Entries shown START
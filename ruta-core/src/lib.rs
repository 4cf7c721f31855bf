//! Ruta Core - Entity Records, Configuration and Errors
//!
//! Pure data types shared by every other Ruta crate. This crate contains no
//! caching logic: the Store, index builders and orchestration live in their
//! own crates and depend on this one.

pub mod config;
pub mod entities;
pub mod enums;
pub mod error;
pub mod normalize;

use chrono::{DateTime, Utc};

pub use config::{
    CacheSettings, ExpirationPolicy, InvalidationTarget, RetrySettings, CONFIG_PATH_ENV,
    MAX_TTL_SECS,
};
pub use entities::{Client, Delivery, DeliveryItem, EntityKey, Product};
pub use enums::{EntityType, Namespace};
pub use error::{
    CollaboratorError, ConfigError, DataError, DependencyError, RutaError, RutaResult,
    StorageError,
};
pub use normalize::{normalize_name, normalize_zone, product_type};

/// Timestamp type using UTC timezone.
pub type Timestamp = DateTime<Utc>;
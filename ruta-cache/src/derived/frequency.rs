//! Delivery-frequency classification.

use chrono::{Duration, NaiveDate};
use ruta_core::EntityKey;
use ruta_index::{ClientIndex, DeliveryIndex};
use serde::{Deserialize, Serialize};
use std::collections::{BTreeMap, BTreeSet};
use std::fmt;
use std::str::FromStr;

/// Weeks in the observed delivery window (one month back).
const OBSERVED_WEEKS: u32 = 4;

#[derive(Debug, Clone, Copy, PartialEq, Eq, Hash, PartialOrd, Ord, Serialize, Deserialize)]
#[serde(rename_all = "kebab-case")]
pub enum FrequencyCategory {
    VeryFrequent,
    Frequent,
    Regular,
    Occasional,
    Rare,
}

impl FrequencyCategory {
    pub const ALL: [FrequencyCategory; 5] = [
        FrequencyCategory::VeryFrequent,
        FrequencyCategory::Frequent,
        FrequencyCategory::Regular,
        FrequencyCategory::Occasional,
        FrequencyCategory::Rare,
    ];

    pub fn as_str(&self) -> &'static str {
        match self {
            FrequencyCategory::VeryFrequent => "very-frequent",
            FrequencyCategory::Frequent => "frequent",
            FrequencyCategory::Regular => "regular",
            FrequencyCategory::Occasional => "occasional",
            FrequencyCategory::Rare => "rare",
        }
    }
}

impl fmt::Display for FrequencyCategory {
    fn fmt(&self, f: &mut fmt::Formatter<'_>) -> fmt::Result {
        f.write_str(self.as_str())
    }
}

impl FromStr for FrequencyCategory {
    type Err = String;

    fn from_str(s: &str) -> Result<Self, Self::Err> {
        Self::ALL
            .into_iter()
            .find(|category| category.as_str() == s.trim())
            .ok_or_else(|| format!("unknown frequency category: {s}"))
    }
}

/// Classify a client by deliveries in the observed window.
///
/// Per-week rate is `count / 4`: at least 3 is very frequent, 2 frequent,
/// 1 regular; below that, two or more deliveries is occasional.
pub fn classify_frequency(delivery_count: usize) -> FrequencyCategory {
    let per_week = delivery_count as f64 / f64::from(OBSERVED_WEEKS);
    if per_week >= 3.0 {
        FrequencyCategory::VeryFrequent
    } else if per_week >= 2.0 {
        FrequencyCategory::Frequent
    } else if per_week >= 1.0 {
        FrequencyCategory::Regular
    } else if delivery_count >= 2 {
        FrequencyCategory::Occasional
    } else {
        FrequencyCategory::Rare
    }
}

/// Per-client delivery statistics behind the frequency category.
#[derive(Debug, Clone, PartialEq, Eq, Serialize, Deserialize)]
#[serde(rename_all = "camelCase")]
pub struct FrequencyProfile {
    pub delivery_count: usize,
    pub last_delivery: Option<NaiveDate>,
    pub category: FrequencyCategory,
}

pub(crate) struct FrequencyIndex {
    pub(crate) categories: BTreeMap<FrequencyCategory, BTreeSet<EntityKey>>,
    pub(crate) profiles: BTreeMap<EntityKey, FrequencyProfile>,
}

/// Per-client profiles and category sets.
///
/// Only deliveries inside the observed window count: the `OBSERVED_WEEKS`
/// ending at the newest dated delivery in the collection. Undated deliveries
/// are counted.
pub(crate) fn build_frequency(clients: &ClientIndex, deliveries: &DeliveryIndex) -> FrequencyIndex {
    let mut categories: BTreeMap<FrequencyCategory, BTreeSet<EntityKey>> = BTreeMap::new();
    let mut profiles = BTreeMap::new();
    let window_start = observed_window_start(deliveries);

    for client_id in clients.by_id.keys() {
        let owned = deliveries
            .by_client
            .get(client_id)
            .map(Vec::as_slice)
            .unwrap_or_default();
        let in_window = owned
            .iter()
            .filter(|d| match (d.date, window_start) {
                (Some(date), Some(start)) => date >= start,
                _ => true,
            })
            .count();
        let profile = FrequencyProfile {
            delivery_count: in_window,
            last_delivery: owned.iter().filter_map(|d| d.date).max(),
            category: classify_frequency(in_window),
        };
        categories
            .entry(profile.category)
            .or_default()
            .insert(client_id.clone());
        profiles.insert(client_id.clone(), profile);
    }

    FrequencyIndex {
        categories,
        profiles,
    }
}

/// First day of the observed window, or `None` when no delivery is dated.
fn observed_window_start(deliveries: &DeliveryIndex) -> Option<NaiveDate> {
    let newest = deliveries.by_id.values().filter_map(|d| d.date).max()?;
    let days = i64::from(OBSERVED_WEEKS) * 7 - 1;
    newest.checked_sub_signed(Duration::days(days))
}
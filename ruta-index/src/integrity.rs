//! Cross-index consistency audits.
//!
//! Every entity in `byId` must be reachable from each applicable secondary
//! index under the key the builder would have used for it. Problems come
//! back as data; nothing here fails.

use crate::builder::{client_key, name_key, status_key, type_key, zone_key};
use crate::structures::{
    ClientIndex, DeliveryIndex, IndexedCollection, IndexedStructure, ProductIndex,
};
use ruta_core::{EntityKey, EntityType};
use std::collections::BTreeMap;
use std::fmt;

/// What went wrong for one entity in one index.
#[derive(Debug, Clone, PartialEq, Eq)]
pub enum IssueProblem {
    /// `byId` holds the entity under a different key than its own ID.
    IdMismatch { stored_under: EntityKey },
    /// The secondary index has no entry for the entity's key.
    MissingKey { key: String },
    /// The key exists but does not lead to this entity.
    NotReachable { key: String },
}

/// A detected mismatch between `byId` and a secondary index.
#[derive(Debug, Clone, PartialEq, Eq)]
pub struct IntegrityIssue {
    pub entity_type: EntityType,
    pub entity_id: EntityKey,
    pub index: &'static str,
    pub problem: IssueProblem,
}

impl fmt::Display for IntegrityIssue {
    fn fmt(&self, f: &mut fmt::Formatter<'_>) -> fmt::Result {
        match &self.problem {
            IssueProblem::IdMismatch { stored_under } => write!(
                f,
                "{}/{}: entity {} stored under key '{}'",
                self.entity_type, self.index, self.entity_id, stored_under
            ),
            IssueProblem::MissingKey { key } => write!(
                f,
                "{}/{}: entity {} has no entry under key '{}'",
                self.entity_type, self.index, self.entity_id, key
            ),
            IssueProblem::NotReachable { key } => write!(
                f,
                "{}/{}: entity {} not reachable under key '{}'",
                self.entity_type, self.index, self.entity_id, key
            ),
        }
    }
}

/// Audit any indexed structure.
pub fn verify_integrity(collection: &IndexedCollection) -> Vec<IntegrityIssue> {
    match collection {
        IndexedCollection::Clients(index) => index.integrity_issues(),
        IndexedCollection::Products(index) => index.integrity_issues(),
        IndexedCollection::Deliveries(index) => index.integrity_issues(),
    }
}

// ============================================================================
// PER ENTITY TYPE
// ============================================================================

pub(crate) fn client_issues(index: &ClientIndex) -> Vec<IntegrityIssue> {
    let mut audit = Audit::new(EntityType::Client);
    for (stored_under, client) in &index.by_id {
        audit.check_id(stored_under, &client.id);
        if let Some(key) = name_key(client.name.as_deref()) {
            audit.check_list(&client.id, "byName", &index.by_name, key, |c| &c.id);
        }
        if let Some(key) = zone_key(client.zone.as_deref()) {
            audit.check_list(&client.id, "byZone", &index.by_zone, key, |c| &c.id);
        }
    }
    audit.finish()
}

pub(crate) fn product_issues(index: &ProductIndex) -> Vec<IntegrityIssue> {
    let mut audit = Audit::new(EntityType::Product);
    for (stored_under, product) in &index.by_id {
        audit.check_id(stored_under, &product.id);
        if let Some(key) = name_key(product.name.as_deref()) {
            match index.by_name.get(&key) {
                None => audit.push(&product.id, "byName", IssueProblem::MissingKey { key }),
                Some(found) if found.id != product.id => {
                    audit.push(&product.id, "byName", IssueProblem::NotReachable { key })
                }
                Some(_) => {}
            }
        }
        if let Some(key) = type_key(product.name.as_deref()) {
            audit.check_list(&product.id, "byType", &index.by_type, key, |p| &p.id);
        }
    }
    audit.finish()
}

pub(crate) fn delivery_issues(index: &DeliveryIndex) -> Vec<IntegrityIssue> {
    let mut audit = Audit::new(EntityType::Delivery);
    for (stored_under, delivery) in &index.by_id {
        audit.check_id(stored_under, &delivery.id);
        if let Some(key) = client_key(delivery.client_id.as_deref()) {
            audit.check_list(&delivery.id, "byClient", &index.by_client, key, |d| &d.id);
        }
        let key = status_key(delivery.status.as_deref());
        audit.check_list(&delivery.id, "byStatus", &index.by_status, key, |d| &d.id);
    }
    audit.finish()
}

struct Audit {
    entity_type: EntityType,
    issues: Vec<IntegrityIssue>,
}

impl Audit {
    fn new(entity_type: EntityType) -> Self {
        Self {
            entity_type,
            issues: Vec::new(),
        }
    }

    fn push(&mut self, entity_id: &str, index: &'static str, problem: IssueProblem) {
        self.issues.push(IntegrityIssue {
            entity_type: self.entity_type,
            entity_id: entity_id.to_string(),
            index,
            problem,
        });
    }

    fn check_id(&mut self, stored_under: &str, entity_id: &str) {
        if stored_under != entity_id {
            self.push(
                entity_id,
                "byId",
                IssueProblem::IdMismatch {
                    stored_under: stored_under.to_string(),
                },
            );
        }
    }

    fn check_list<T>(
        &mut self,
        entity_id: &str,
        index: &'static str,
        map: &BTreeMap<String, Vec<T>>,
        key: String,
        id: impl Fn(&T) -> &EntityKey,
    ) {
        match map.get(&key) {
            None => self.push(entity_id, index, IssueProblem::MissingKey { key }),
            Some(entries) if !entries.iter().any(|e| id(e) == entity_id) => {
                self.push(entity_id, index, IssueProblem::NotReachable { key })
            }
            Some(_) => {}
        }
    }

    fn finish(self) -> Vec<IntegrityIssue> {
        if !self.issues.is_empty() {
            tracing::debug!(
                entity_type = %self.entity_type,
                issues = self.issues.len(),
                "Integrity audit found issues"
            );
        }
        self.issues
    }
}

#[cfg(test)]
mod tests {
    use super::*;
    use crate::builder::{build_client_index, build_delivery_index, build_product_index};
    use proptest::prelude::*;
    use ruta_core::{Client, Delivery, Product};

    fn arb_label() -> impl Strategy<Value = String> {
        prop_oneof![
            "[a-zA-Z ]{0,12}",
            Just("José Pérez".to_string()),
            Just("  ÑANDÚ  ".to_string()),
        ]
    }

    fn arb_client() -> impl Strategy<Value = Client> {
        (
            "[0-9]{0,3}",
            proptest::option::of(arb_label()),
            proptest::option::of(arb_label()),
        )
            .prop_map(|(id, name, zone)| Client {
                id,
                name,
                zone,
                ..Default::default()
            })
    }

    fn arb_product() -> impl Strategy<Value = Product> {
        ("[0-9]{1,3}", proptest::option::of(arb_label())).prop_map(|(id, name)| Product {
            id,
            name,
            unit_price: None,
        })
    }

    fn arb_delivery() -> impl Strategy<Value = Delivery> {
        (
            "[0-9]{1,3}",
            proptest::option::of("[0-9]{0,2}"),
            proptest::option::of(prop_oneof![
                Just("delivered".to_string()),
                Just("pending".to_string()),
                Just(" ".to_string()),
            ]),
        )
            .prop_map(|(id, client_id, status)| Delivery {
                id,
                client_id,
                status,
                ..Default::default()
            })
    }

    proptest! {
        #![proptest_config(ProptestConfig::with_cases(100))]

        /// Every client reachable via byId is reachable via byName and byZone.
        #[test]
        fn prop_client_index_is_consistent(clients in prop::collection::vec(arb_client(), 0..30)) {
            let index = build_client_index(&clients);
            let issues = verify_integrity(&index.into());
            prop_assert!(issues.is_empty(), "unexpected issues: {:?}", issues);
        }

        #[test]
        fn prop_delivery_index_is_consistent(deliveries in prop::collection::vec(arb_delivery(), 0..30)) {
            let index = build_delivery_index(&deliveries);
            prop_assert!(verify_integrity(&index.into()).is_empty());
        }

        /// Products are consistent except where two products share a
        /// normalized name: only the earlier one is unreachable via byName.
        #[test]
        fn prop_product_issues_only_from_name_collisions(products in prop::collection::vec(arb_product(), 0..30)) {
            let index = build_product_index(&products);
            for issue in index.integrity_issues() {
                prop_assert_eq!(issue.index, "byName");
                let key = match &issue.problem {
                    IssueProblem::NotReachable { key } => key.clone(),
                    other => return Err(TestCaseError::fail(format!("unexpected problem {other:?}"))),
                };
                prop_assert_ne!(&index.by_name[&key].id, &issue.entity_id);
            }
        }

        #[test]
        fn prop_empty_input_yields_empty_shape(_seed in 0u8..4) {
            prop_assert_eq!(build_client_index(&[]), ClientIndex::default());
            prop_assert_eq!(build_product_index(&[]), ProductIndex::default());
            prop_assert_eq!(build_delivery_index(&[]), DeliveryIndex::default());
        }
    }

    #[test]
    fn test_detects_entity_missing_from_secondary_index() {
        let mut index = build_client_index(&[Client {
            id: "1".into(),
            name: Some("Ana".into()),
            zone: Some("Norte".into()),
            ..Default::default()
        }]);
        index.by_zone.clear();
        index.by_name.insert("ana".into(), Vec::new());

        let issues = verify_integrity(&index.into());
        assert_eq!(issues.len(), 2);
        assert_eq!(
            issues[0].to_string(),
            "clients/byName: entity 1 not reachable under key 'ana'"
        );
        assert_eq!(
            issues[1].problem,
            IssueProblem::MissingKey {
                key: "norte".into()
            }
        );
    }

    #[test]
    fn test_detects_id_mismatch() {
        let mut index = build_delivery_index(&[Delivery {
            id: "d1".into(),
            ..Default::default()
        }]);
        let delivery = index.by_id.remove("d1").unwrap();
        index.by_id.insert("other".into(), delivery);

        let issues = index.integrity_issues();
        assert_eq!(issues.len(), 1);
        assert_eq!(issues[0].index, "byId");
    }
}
Entries shown END
What is required:
Would you copy all lines in the records where the string "None" appears?

Reply to the task:
/// First day of the observed window, or `None` when no delivery is dated.
                None => audit.push(&product.id, "byName", IssueProblem::MissingKey { key }),
            None => self.push(entity_id, index, IssueProblem::MissingKey { key }),
            unit_price: None,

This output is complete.